Enter the word “photo”, for example, and you’ll be presented with a dropdown list of all the sites you’ve previously visited with the word photo in the URL (such as www.photobox.co.uk) or with “photo” in the site’s title tag (for example, Facebook | Photos). The word you’re searching for is highlighted – either in the URL or the name of the site – in the dropdown list, making it easier to find the relevant site at a glance. It really is a remarkably swift way to find sites in your browsing history, and far easier than digging through the History sidebar. After we’d built up a decent browsing history, we found that the Awesome Bar quickly replaced Google as a way of finding sites we remembered visiting a couple of weeks back, but couldn’t remember the name of.
Firefox 3 doesn’t go as far as rival Opera 9.5, which actually indexes the content of every page you visit and lets you search for any word found on the page, but we still think it will dig out the vast majority of sites you’re looking for.
Tucked to the left of a site’s URL in the Awesome Bar is a small icon displaying the site’s logo. This isn’t mere window dressing. Clicking on it reveals a small pop-up, with what looks like a French traffic warden. Mozilla – in what’s now becoming a worrying trend of Disney-like characterisation – has dubbed him “Larry the security guy”.

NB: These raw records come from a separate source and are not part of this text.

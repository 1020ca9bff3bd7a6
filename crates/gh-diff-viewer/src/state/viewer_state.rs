//! Main state for the diff viewer.

use super::expansion::{self, ExpansionError, ExpansionRequest, DEFAULT_EXPAND_STEP};
use super::{CommentEditor, PanelResize, ReviewComposer, ReviewError, ReviewSubmission, ViewerPreferences};
use crate::action::DiffAction;
use crate::event::{DiffEvent, ExpandDirection};
use crate::highlight::{detect_language, SyntaxHighlighter};
use crate::model::{
    CommentPosition, DiffSide, FileDiff, FileTreeNode, FlatFileEntry, PendingComment,
    PullRequestDiff, RemoteComment,
};
use crate::rows::{
    comment_anchor, line_parser, line_parser_for, DisplayMode, HunkRows, RowCache,
    UnknownDisplayMode,
};
use gh_pr_config::{AppConfig, PanelConfig};
use log::debug;
use std::collections::HashSet;
use std::sync::Arc;
use thiserror::Error;

/// Why an action was not carried out.
#[derive(Debug, Clone, PartialEq, Eq, Error)]
pub enum ViewerError {
    #[error(transparent)]
    DisplayMode(#[from] UnknownDisplayMode),

    #[error(transparent)]
    Expansion(#[from] ExpansionError),

    #[error(transparent)]
    Review(#[from] ReviewError),

    #[error("no file at index {0}")]
    NoSuchFile(usize),

    #[error("line {line} on the {side:?} side of {path} cannot take a comment")]
    NotCommentable {
        path: String,
        side: DiffSide,
        line: u32,
    },
}

/// Everything needed to render one file.
#[derive(Debug, Clone)]
pub struct FileView<'a> {
    pub index: usize,
    pub file: &'a FileDiff,
    pub mode: DisplayMode,
    /// Collapsed files carry no hunks.
    pub collapsed: bool,
    pub hunks: Vec<HunkView>,
    /// Hidden lines below the last hunk; `None` while the file end is unknown.
    pub trailing_gap: Option<u32>,
    pub pending: Vec<&'a PendingComment>,
    pub remote: Vec<&'a RemoteComment>,
    pub editor: Option<&'a CommentEditor>,
}

#[derive(Debug, Clone)]
pub struct HunkView {
    pub index: usize,
    pub rows: Arc<HunkRows>,
    /// Hidden lines between the previous hunk (or file start) and this one.
    pub hidden_above: u32,
}

/// Main state for the diff viewer.
///
/// Holds an immutable diff snapshot plus everything the user changes while
/// reviewing it. The host feeds user input in as [`DiffAction`]s and performs
/// the side effects described by the returned [`DiffEvent`]s.
#[derive(Debug, Clone)]
pub struct DiffViewerState {
    /// The pull request diff being viewed.
    pub diff: PullRequestDiff,
    /// File tree for the explorer.
    pub file_tree: FileTreeNode,
    /// Review draft with pending comments.
    pub review: ReviewComposer,
    /// Currently active comment editor (if any).
    pub comment_editor: Option<CommentEditor>,
    /// Comments already published on the pull request.
    pub remote_comments: Vec<RemoteComment>,
    /// Width of the file explorer.
    pub file_panel: PanelResize,
    selected_file: usize,
    collapsed: HashSet<usize>,
    mode: DisplayMode,
    expand_step: u32,
    row_cache: RowCache,

    /// Cached flattened file tree (invalidated on expand/collapse).
    cached_flat_tree: Option<Vec<FlatFileEntry>>,
}
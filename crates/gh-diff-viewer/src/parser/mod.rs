//! Raw diff text parsing.

mod unified;

pub use unified::{parse_unified_diff, ParseError};
//! Data models for diff representation.

mod comment;
mod diff;
mod file_tree;

pub use comment::{CommentPosition, DiffSide, PendingComment, RemoteComment, ReviewEvent};
pub use diff::{DiffLine, FileDiff, FileStatus, Hunk, LineKind, PullRequestDiff};
pub use file_tree::{FileTreeNode, FlatFileEntry};
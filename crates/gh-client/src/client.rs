//! GitHub client trait
//!
//! This module defines the core `GitHubClient` trait that all client
//! implementations must satisfy.

use crate::error::ClientError;
use crate::types::{
    DraftReviewComment, PullRequest, PullRequestRef, RepoRef, ReviewComment, ReviewEvent,
    SubmittedReview, User,
};
use async_trait::async_trait;

/// Result alias for client operations
pub type ClientResult<T> = Result<T, ClientError>;

/// GitHub API client trait
///
/// Defines the operations the diff viewer needs from the remote host. Every
/// call is a single request: no retries, no caching.
///
/// # Thread Safety
///
/// Implementations must be `Send + Sync` to allow sharing across
/// async tasks and threads.
///
/// # Example
///
/// ```rust,ignore
/// use gh_client::{GitHubClient, PullRequestRef};
///
/// async fn diff_text(client: &dyn GitHubClient) -> gh_client::ClientResult<String> {
///     client.fetch_pull_request_diff(&PullRequestRef::new("rust-lang", "rust", 1)).await
/// }
/// ```
#[async_trait]
pub trait GitHubClient: Send + Sync {
    /// Fetch the authenticated user. Requires a token.
    async fn fetch_current_user(&self) -> ClientResult<User>;

    /// Fetch pull request metadata (title, author, base/head SHAs, stats).
    async fn fetch_pull_request(&self, pr: &PullRequestRef) -> ClientResult<PullRequest>;

    /// Fetch the raw unified diff of a pull request.
    async fn fetch_pull_request_diff(&self, pr: &PullRequestRef) -> ClientResult<String>;

    /// Fetch inline review comments (first page, up to 100).
    async fn fetch_review_comments(&self, pr: &PullRequestRef)
        -> ClientResult<Vec<ReviewComment>>;

    /// Fetch lines `start..=end` (1-based) of a file at a commit.
    ///
    /// Returns fewer lines when the file ends before `end`.
    async fn fetch_file_lines(
        &self,
        repo: &RepoRef,
        path: &str,
        commit_sha: &str,
        start: u32,
        end: u32,
    ) -> ClientResult<Vec<String>>;

    /// Replace the body of an inline review comment. Requires a token.
    async fn edit_review_comment(
        &self,
        repo: &RepoRef,
        comment_id: u64,
        body: &str,
    ) -> ClientResult<ReviewComment>;

    /// Delete an inline review comment. Requires a token.
    async fn delete_review_comment(&self, repo: &RepoRef, comment_id: u64) -> ClientResult<()>;

    /// Publish a review with inline comments. Requires a token.
    async fn submit_review(
        &self,
        pr: &PullRequestRef,
        commit_id: Option<&str>,
        event: ReviewEvent,
        body: Option<&str>,
        comments: &[DraftReviewComment],
    ) -> ClientResult<SubmittedReview>;
}
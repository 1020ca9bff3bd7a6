//! Theme tokens for the diff viewer.
//!
//! A plain struct of named colors, spacing and typography values. The viewer
//! receives it explicitly and emits the tokens as CSS custom properties.

use serde::{Deserialize, Serialize};

/// Named theme tokens. Colors are CSS color strings.
#[derive(Debug, Clone, PartialEq, Serialize, Deserialize)]
#[serde(default)]
pub struct ThemeTokens {
    pub addition_background: String,
    pub addition_gutter: String,
    pub deletion_background: String,
    pub deletion_gutter: String,
    pub context_background: String,
    pub hunk_header_background: String,
    pub hunk_header_foreground: String,
    pub line_number_foreground: String,
    pub expander_background: String,
    pub comment_background: String,
    pub comment_border: String,
    pub file_header_background: String,
    pub font_family: String,
    pub font_size_px: u16,
    pub line_height: f32,
    pub gutter_width_ch: u16,
    pub cell_padding_px: u16,
}

impl Default for ThemeTokens {
    fn default() -> Self {
        Self {
            addition_background: "#e6ffec".to_string(),
            addition_gutter: "#ccffd8".to_string(),
            deletion_background: "#ffebe9".to_string(),
            deletion_gutter: "#ffd7d5".to_string(),
            context_background: "transparent".to_string(),
            hunk_header_background: "#ddf4ff".to_string(),
            hunk_header_foreground: "#57606a".to_string(),
            line_number_foreground: "#8c959f".to_string(),
            expander_background: "#f6f8fa".to_string(),
            comment_background: "#ffffff".to_string(),
            comment_border: "#d0d7de".to_string(),
            file_header_background: "#f6f8fa".to_string(),
            font_family: "ui-monospace, SFMono-Regular, Menlo, monospace".to_string(),
            font_size_px: 12,
            line_height: 1.5,
            gutter_width_ch: 5,
            cell_padding_px: 8,
        }
    }
}

impl ThemeTokens {
    /// A dark variant with the same spacing and typography.
    pub fn dark() -> Self {
        Self {
            addition_background: "#1e3c1e".to_string(),
            addition_gutter: "#2a522a".to_string(),
            deletion_background: "#3c1e1e".to_string(),
            deletion_gutter: "#522a2a".to_string(),
            context_background: "transparent".to_string(),
            hunk_header_background: "#28283c".to_string(),
            hunk_header_foreground: "#8be9fd".to_string(),
            line_number_foreground: "#6e7681".to_string(),
            expander_background: "#282828".to_string(),
            comment_background: "#161b22".to_string(),
            comment_border: "#30363d".to_string(),
            file_header_background: "#161b22".to_string(),
            ..Self::default()
        }
    }

    /// Render the tokens as a `:root { ... }` block of CSS custom properties.
    pub fn css_variables(&self) -> String {
        let vars = [
            ("addition-bg", self.addition_background.clone()),
            ("addition-gutter", self.addition_gutter.clone()),
            ("deletion-bg", self.deletion_background.clone()),
            ("deletion-gutter", self.deletion_gutter.clone()),
            ("context-bg", self.context_background.clone()),
            ("hunk-header-bg", self.hunk_header_background.clone()),
            ("hunk-header-fg", self.hunk_header_foreground.clone()),
            ("line-number-fg", self.line_number_foreground.clone()),
            ("expander-bg", self.expander_background.clone()),
            ("comment-bg", self.comment_background.clone()),
            ("comment-border", self.comment_border.clone()),
            ("file-header-bg", self.file_header_background.clone()),
            ("font-family", self.font_family.clone()),
            ("font-size", format!("{}px", self.font_size_px)),
            ("line-height", self.line_height.to_string()),
            ("gutter-width", format!("{}ch", self.gutter_width_ch)),
            ("cell-padding", format!("{}px", self.cell_padding_px)),
        ];

        let mut css = String::from(":root {\n");
        for (name, value) in vars {
            css.push_str(&format!("  --diff-{}: {};\n", name, value));
        }
        css.push('}');
        css
    }
}

#[cfg(test)]
mod tests {
    use super::*;

    #[test]
    fn test_css_variables_contains_tokens() {
        let css = ThemeTokens::default().css_variables();
        assert!(css.starts_with(":root {"));
        assert!(css.contains("--diff-addition-bg: #e6ffec;"));
        assert!(css.contains("--diff-font-size: 12px;"));
        assert!(css.contains("--diff-gutter-width: 5ch;"));
    }

    #[test]
    fn test_dark_keeps_typography() {
        let dark = ThemeTokens::dark();
        let light = ThemeTokens::default();
        assert_ne!(dark.addition_background, light.addition_background);
        assert_eq!(dark.font_family, light.font_family);
        assert_eq!(dark.font_size_px, light.font_size_px);
    }

    #[test]
    fn test_partial_deserialize_uses_defaults() {
        let tokens: ThemeTokens = toml::from_str(r##"addition_background = "#00ff00""##).unwrap();
        assert_eq!(tokens.addition_background, "#00ff00");
        assert_eq!(tokens.deletion_background, ThemeTokens::default().deletion_background);
    }
}
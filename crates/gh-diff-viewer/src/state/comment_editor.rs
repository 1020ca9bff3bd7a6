//! State for the inline comment editor.

use crate::model::{CommentPosition, DiffSide, PendingComment};
use uuid::Uuid;

/// An open comment editor anchored at one diff line.
#[derive(Debug, Clone, PartialEq, Eq)]
pub struct CommentEditor {
    /// Position in the diff where the comment is anchored.
    pub position: CommentPosition,
    /// File path for the comment.
    pub file_path: String,
    /// The comment body being edited.
    pub body: String,
    /// Set when editing an existing pending comment.
    pub editing: Option<Uuid>,
}

impl CommentEditor {
    /// Create an empty editor for a single line.
    pub fn new(file_path: impl Into<String>, side: DiffSide, line: u32) -> Self {
        Self {
            position: CommentPosition::new(side, line),
            file_path: file_path.into(),
            body: String::new(),
            editing: None,
        }
    }

    /// Create an editor prefilled with a pending comment.
    pub fn edit_existing(comment: &PendingComment) -> Self {
        Self {
            position: comment.position,
            file_path: comment.path.clone(),
            body: comment.body.clone(),
            editing: Some(comment.id),
        }
    }

    pub fn set_body(&mut self, body: impl Into<String>) {
        self.body = body.into();
    }

    /// Append text at the end of the body.
    pub fn insert_str(&mut self, s: &str) {
        self.body.push_str(s);
    }

    /// Check if the body is empty (ignoring whitespace).
    pub fn is_empty(&self) -> bool {
        self.body.trim().is_empty()
    }

    pub fn is_editing(&self) -> bool {
        self.editing.is_some()
    }
}
//! Syntax highlighting to HTML.

mod highlighter;
mod language;

pub use highlighter::HtmlHighlighter;
pub use language::{detect_language, Language};

/// Turns one line of source into safe HTML.
///
/// Implementations never fail: anything they cannot highlight comes back
/// HTML-escaped.
pub trait SyntaxHighlighter: Send + Sync {
    fn highlight(&self, content: &str, language: &str) -> String;
}

/// Highlighter that only escapes.
#[derive(Debug, Clone, Copy, Default)]
pub struct PlainHighlighter;

impl SyntaxHighlighter for PlainHighlighter {
    fn highlight(&self, content: &str, _language: &str) -> String {
        escape_html(content)
    }
}

/// Escape text for HTML content and quoted attributes.
///
/// Quotes are escaped too: paths and comment authors end up in `title` and
/// `data-*` attributes.
pub fn escape_html(text: &str) -> String {
    html_escape::encode_quoted_attribute(text).into_owned()
}
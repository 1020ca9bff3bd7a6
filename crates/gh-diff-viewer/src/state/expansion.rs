//! Context expansion around hunks.
//!
//! Expansion is a two step exchange with the host: [`plan_expansion`] works
//! out which new-side lines are hidden next to a hunk, the host fetches them
//! from the head revision, and [`apply_expansion`] splices them in as
//! non-commentable context lines. Hunks whose gap closes are merged.

use crate::event::ExpandDirection;
use crate::model::{DiffLine, FileDiff, Hunk};
use log::debug;
use thiserror::Error;

/// Default number of lines loaded per expansion step.
pub const DEFAULT_EXPAND_STEP: u32 = 20;

#[derive(Debug, Clone, PartialEq, Eq, Error)]
pub enum ExpansionError {
    #[error("file {0} cannot be expanded")]
    NotExpandable(String),

    #[error("hunk {hunk} does not exist in {path}")]
    NoSuchHunk { path: String, hunk: usize },

    #[error("no hidden lines in that direction")]
    NothingHidden,

    /// The file or hunk changed since the request was planned.
    #[error("expansion request for {0} is out of date")]
    Stale(String),

    #[error("expected {expected} lines above the hunk, got {got}")]
    ShortRead { expected: u32, got: usize },
}

/// Lines to fetch from the head revision for one expansion step.
#[derive(Debug, Clone, PartialEq, Eq)]
pub struct ExpansionRequest {
    pub file_index: usize,
    pub path: String,
    /// Revision the lines are read from.
    pub commit_sha: String,
    pub hunk_index: usize,
    pub direction: ExpandDirection,
    /// First new-side line to fetch (1-based).
    pub start_line: u32,
    pub count: u32,
    /// `(old_start, old_count, new_start, new_count)` when planned.
    span: (u32, u32, u32, u32),
}

impl ExpansionRequest {
    /// Last new-side line to fetch, inclusive.
    pub fn end_line(&self) -> u32 {
        self.start_line + self.count.saturating_sub(1)
    }
}

fn span_of(hunk: &Hunk) -> (u32, u32, u32, u32) {
    (hunk.old_start, hunk.old_count, hunk.new_start, hunk.new_count)
}

/// Hidden new-side lines between the previous hunk (or the top of the file)
/// and `hunk_index`.
pub fn gap_above(file: &FileDiff, hunk_index: usize) -> u32 {
    let Some(hunk) = file.hunks.get(hunk_index) else {
        return 0;
    };
    let previous_end = match hunk_index {
        0 => 1,
        i => file.hunks[i - 1].new_end(),
    };
    hunk.new_first().saturating_sub(previous_end)
}

/// Hidden new-side lines below `hunk_index`.
///
/// `None` means the length of the file is unknown: it is the last hunk and
/// the end of the file has not been seen yet.
pub fn gap_below(file: &FileDiff, hunk_index: usize) -> Option<u32> {
    if hunk_index + 1 < file.hunks.len() {
        return Some(gap_above(file, hunk_index + 1));
    }
    if file.end_of_file_reached || hunk_index >= file.hunks.len() {
        Some(0)
    } else {
        None
    }
}

/// Work out which lines one expansion step next to a hunk should load.
pub fn plan_expansion(
    file: &FileDiff,
    file_index: usize,
    commit_sha: &str,
    hunk_index: usize,
    direction: ExpandDirection,
    step: u32,
) -> Result<ExpansionRequest, ExpansionError> {
    if !file.is_expandable() {
        return Err(ExpansionError::NotExpandable(file.path.clone()));
    }
    let hunk = file
        .hunks
        .get(hunk_index)
        .ok_or_else(|| ExpansionError::NoSuchHunk {
            path: file.path.clone(),
            hunk: hunk_index,
        })?;
    let step = step.max(1);

    let (start_line, count) = match direction {
        ExpandDirection::Up => {
            let count = gap_above(file, hunk_index).min(step);
            (hunk.new_first() - count, count)
        }
        ExpandDirection::Down => {
            let count = match gap_below(file, hunk_index) {
                Some(gap) => gap.min(step),
                None => step,
            };
            (hunk.new_end(), count)
        }
    };
    if count == 0 {
        return Err(ExpansionError::NothingHidden);
    }

    Ok(ExpansionRequest {
        file_index,
        path: file.path.clone(),
        commit_sha: commit_sha.to_string(),
        hunk_index,
        direction,
        start_line,
        count,
        span: span_of(hunk),
    })
}

/// Splice fetched lines into the hunk the request was planned for.
///
/// Returns the number of lines inserted. Reading past the end of the file
/// below the last hunk is not an error: the short read marks the file end.
pub fn apply_expansion(
    file: &mut FileDiff,
    request: &ExpansionRequest,
    mut lines: Vec<String>,
) -> Result<usize, ExpansionError> {
    let stale = || ExpansionError::Stale(request.path.clone());
    if file.path != request.path {
        return Err(stale());
    }
    let is_last = request.hunk_index + 1 == file.hunks.len();
    let hunk = file
        .hunks
        .get_mut(request.hunk_index)
        .filter(|hunk| span_of(hunk) == request.span)
        .ok_or_else(stale)?;

    lines.truncate(request.count as usize);
    let inserted = lines.len();

    match request.direction {
        ExpandDirection::Up => {
            if inserted != request.count as usize {
                return Err(ExpansionError::ShortRead {
                    expected: request.count,
                    got: inserted,
                });
            }
            let offset = hunk.leading_offset();
            hunk.prepend_context(number_lines(lines, request.start_line, offset));
        }
        ExpandDirection::Down => {
            let offset = hunk.trailing_offset();
            hunk.append_context(number_lines(lines, request.start_line, offset));
            if is_last && inserted < request.count as usize {
                file.end_of_file_reached = true;
            }
        }
    }

    merge_adjacent(file);
    debug!(
        "Expanded {} hunk {} {}: {} lines",
        request.path,
        request.hunk_index,
        request.direction.as_str(),
        inserted
    );
    Ok(inserted)
}

fn number_lines(lines: Vec<String>, start: u32, offset: i64) -> Vec<DiffLine> {
    lines
        .into_iter()
        .zip(start..)
        .map(|(content, new_line)| {
            let old_line = u32::try_from(i64::from(new_line) + offset).unwrap_or(0);
            DiffLine::expanded(content.trim_end_matches(['\n', '\r']), old_line, new_line)
        })
        .collect()
}

/// Merge hunks whose new-side ranges touch.
fn merge_adjacent(file: &mut FileDiff) {
    let mut i = 0;
    while i + 1 < file.hunks.len() {
        if file.hunks[i].new_end() >= file.hunks[i + 1].new_first() {
            let next = file.hunks.remove(i + 1);
            file.hunks[i].merge(next);
        } else {
            i += 1;
        }
    }
}
//! Trait for fetching additional context lines.

use crate::state::ExpansionRequest;
use async_trait::async_trait;
use thiserror::Error;

/// Errors that can occur when fetching context.
#[derive(Debug, Clone, PartialEq, Eq, Error)]
pub enum ContextError {
    /// The requested file was not found.
    #[error("File not found: {0}")]
    FileNotFound(String),

    /// A network or remote error occurred.
    #[error("Network error: {0}")]
    NetworkError(String),

    /// The context provider is not available.
    #[error("Context provider unavailable: {0}")]
    Unavailable(String),
}

/// Provides file content for context expansion.
///
/// Implement this trait to answer [`crate::DiffEvent::RequestContext`]
/// with lines from the revision the request names.
#[async_trait]
pub trait ContextProvider: Send + Sync {
    /// Fetch lines from a file at a specific commit.
    ///
    /// # Arguments
    /// * `path` - File path relative to repository root
    /// * `commit_sha` - The commit SHA to fetch from
    /// * `start_line` - 1-indexed start line (inclusive)
    /// * `end_line` - 1-indexed end line (inclusive)
    ///
    /// # Returns
    /// Line contents without newline characters. Fewer lines than asked for
    /// means the file ended.
    async fn fetch_lines(
        &self,
        path: &str,
        commit_sha: &str,
        start_line: u32,
        end_line: u32,
    ) -> Result<Vec<String>, ContextError>;

    /// Fetch the lines an expansion request asks for.
    async fn fetch_for(&self, request: &ExpansionRequest) -> Result<Vec<String>, ContextError> {
        self.fetch_lines(
            &request.path,
            &request.commit_sha,
            request.start_line,
            request.end_line(),
        )
        .await
    }

    /// Check if the provider is available (e.g., has valid credentials).
    fn is_available(&self) -> bool;
}

/// A context provider for when context expansion is disabled.
#[derive(Debug, Default, Clone, Copy)]
pub struct NoOpContextProvider;

#[async_trait]
impl ContextProvider for NoOpContextProvider {
    async fn fetch_lines(
        &self,
        _path: &str,
        _commit_sha: &str,
        _start_line: u32,
        _end_line: u32,
    ) -> Result<Vec<String>, ContextError> {
        Err(ContextError::Unavailable(
            "Context expansion is disabled".to_string(),
        ))
    }

    fn is_available(&self) -> bool {
        false
    }
}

Larry turns green when the site you’re visiting has a valid Extended Validation SSL certificate, blue when the site’s encrypted and remains grey when the site has no certificate. While the likes of online banks and Ebay will have an EV certificate, the vast majority of sites – including the respectable BBC, Google and even trusty old pcpro.co.uk – don’t, which means it’s hard to distinguish the good guys from the rogues.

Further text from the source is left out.